*Assigned task*: Scan the listing for the word "None", and copy out each line where it is found.

Content starts

//! Lifecycle engine — snooze and complete actions.

use crate::reminder::types::{Reminder, Timing};
use chrono::{DateTime, Duration, Utc};

/// A user action against one reminder (the onAction entry point).
#[derive(Debug, Clone, Copy, PartialEq, Eq)]
pub enum Action {
    /// Push every already-due occurrence forward by this many minutes.
    Snooze { minutes: i64 },
    /// Retire the reminder, or advance each due occurrence to its
    /// schedule's next time.
    Complete,
}

/// What an action did, so callers can log and broadcast.
#[derive(Debug, Clone, PartialEq, Eq)]
pub enum ActionOutcome {
    /// Snooze applied; `shifted` occurrences were pushed forward.
    Snoozed { shifted: usize },
    /// The reminder is now completed (terminal).
    Completed,
    /// Recurring complete: occurrences advanced, reminder stays active.
    Rescheduled { remaining: usize },
    /// No reminder with that id — the user acted on a notification for a
    /// reminder that no longer exists. Recovered as a no-op.
    NotFound,
}

/// Apply a user action to the working set.
///
/// An unknown id is logged and recovered as [`ActionOutcome::NotFound`];
/// it is never an error.
pub fn apply_action(
    reminders: &mut [Reminder],
    id: &str,
    action: Action,
    now: DateTime<Utc>,
) -> ActionOutcome {
    let Some(reminder) = reminders.iter_mut().find(|r| r.id == id) else {
        eprintln!("[engine] action on unknown reminder {id}, ignoring");
        return ActionOutcome::NotFound;
    };

    match action {
        Action::Snooze { minutes } => snooze(reminder, minutes, now),
        Action::Complete => complete(reminder, now),
    }
}

/// Shift already-due occurrences forward; future occurrences are untouched.
fn snooze(reminder: &mut Reminder, minutes: i64, now: DateTime<Utc>) -> ActionOutcome {
    // An out-of-range delta leaves the reminder untouched rather than
    // panicking or wrapping.
    let Some(delta) = Duration::try_minutes(minutes) else {
        eprintln!("[engine] snooze of {minutes} minutes is out of range, ignoring");
        return ActionOutcome::Snoozed { shifted: 0 };
    };

    match &mut reminder.timing {
        Timing::Legacy { time, notified } => match time.checked_add_signed(delta) {
            Some(shifted_time) => {
                *time = shifted_time;
                *notified = false;
                ActionOutcome::Snoozed { shifted: 1 }
            }
            None => ActionOutcome::Snoozed { shifted: 0 },
        },
        Timing::Recurring {
            next_executions, ..
        } => {
            let mut shifted = 0;
            for occurrence in next_executions.iter_mut() {
                if occurrence.time <= now {
                    let Some(shifted_time) = occurrence.time.checked_add_signed(delta) else {
                        continue;
                    };
                    occurrence.time = shifted_time;
                    occurrence.notified = false;
                    shifted += 1;
                }
            }
            ActionOutcome::Snoozed { shifted }
        }
    }
}

/// Retire a non-recurring reminder, or advance each due occurrence to its
/// schedule's next time (dropping exhausted ones). The reminder becomes
/// completed when no occurrences remain.
fn complete(reminder: &mut Reminder, now: DateTime<Utc>) -> ActionOutcome {
    let Timing::Recurring {
        schedules,
        next_executions,
    } = &mut reminder.timing
    else {
        reminder.completed = true;
        return ActionOutcome::Completed;
    };

    if next_executions.is_empty() {
        reminder.completed = true;
        return ActionOutcome::Completed;
    }

    let mut kept = Vec::with_capacity(next_executions.len());
    for occurrence in next_executions.drain(..) {
        if occurrence.time > now {
            kept.push(occurrence);
            continue;
        }
        let next = schedules
            .get(occurrence.schedule_index)
            .and_then(|s| s.next_occurrence(occurrence.time, now));
        match next {
            // A fixed absolute alarm "advances" to its own time; a schedule
            // that fails to move forward is retired like an exhausted one.
            Some(time) if time > occurrence.time => {
                let mut advanced = occurrence;
                advanced.time = time;
                advanced.notified = false;
                kept.push(advanced);
            }
            Some(_) | None => {}
        }
    }

    *next_executions = kept;
    if next_executions.is_empty() {
        reminder.completed = true;
        ActionOutcome::Completed
    } else {
        ActionOutcome::Rescheduled {
            remaining: next_executions.len(),
        }
    }
}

Content ends

*Output for this task*:
            None => ActionOutcome::Snoozed { shifted: 0 },
            Some(_) | None => {}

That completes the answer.